Plus, they probably don't have their own theme song.

But eclipsing all others, Yan Panasjuk bought the chief portion of Club Neverdie for $335,000 -- making it the largest payout for virtual property in history. But Panasjuk has good reasons for it. He told Forbes over email:

When motion pictures were first invented there were a lot of critics saying that it is a novelty act and it would never amount to anything nor will be able to make any real money once the novelty wears off – last time i [sic] checked Avatar has grossed 2.7 billion dollars world wide. Most recent example is MTV and Internet but then you know those stories well enough.
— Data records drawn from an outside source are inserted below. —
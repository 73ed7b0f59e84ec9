// OCR backend trait and engine construction

use anyhow::Result;
use image::DynamicImage;
use serde::{Deserialize, Serialize};
use std::{sync::Arc, time::Duration};

use crate::config::OcrConfig;
use script::Script;

pub mod fallback_ocr;
pub mod script;
#[cfg(feature = "tesseract")]
pub mod tesseract_api;
pub mod tesseract_cli;
pub mod tsv;

pub use fallback_ocr::FallbackOcrEngine;

/// A piece of recognized text, in the order the backend detected it
#[derive(Debug, Clone, PartialEq, Serialize, Deserialize)]
pub struct OcrFragment {
    pub text: String,
    /// Recognition confidence (0.0 - 1.0)
    pub confidence: f32,
    /// Script tag, see [`script::Script::tag`]
    pub script: String,
}

impl OcrFragment {
    pub fn new(text: impl Into<String>, confidence: f32, script: impl Into<String>) -> Self {
        Self {
            text: text.into(),
            confidence,
            script: script.into(),
        }
    }
}

/// Trait for OCR backends that map pixel data to text fragments
///
/// Implementations are constructed once per process and shared across
/// threads; `recognize` must not require exclusive access.
pub trait OcrBackend: Send + Sync {
    /// Short name used in logs
    fn name(&self) -> &str;

    /// Recognize all text in the image
    ///
    /// # Arguments
    ///
    /// * `img` - The decoded input image
    ///
    /// # Returns
    ///
    /// Fragments in detection order; an empty vector when nothing was found
    fn recognize(&self, img: &DynamicImage) -> Result<Vec<OcrFragment>>;

    /// Abort a `recognize` call that is still running on another thread.
    /// Called when the caller stopped waiting for it.
    fn cancel(&self) {}
}

/// OCR backend implementation selection
#[derive(Debug, Clone, Copy, PartialEq, Eq, Default, Serialize, Deserialize)]
#[serde(rename_all = "snake_case")]
pub enum BackendKind {
    /// `tesseract` executable, one process per call
    #[default]
    TesseractCli,
    /// libtesseract bindings (requires the `tesseract` feature)
    TesseractApi,
}

/// Construct one backend. This is where model data gets loaded, so it
/// should happen once at startup.
pub fn build_backend(
    name: &str,
    config: &OcrConfig,
    scripts: &[Script],
    psm: u32,
) -> Result<Arc<dyn OcrBackend>> {
    let tessdata_dir = config.tessdata_dir.as_deref();
    match config.backend {
        BackendKind::TesseractCli => Ok(Arc::new(tesseract_cli::TesseractCliBackend::new(
            name,
            &config.tesseract_bin,
            scripts,
            psm,
            tessdata_dir,
        )?)),
        #[cfg(feature = "tesseract")]
        BackendKind::TesseractApi => Ok(Arc::new(tesseract_api::TesseractApiBackend::new(
            name,
            scripts,
            tessdata_dir,
        )?)),
        #[cfg(not(feature = "tesseract"))]
        BackendKind::TesseractApi => {
            anyhow::bail!("backend 'tesseract_api' requires building with the `tesseract` feature")
        }
    }
}

/// Build both backends and wrap them in the fallback engine
pub fn build_engine(config: &OcrConfig) -> Result<FallbackOcrEngine> {
    let primary = build_backend("primary", config, config.primary_scripts(), config.primary.psm)?;
    let secondary = build_backend(
        "secondary",
        config,
        config.secondary_scripts(),
        config.secondary.psm,
    )?;

    let timeout = (config.timeout_secs > 0).then(|| Duration::from_secs(config.timeout_secs));

    Ok(FallbackOcrEngine::new(primary, secondary).with_timeout(timeout))
}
Virtual Universe is the next logical step in world entertainment and although there are a lot of critics and people shaking heads it is here to stay and take its ranks among the greats.

Yes, Avatar is a great example... of capturing lightning in a bottle with a gimmick that other studios are sinking billions into despite flagging interest and profits.

You sure you want to keep using Avatar as defense to your purchase?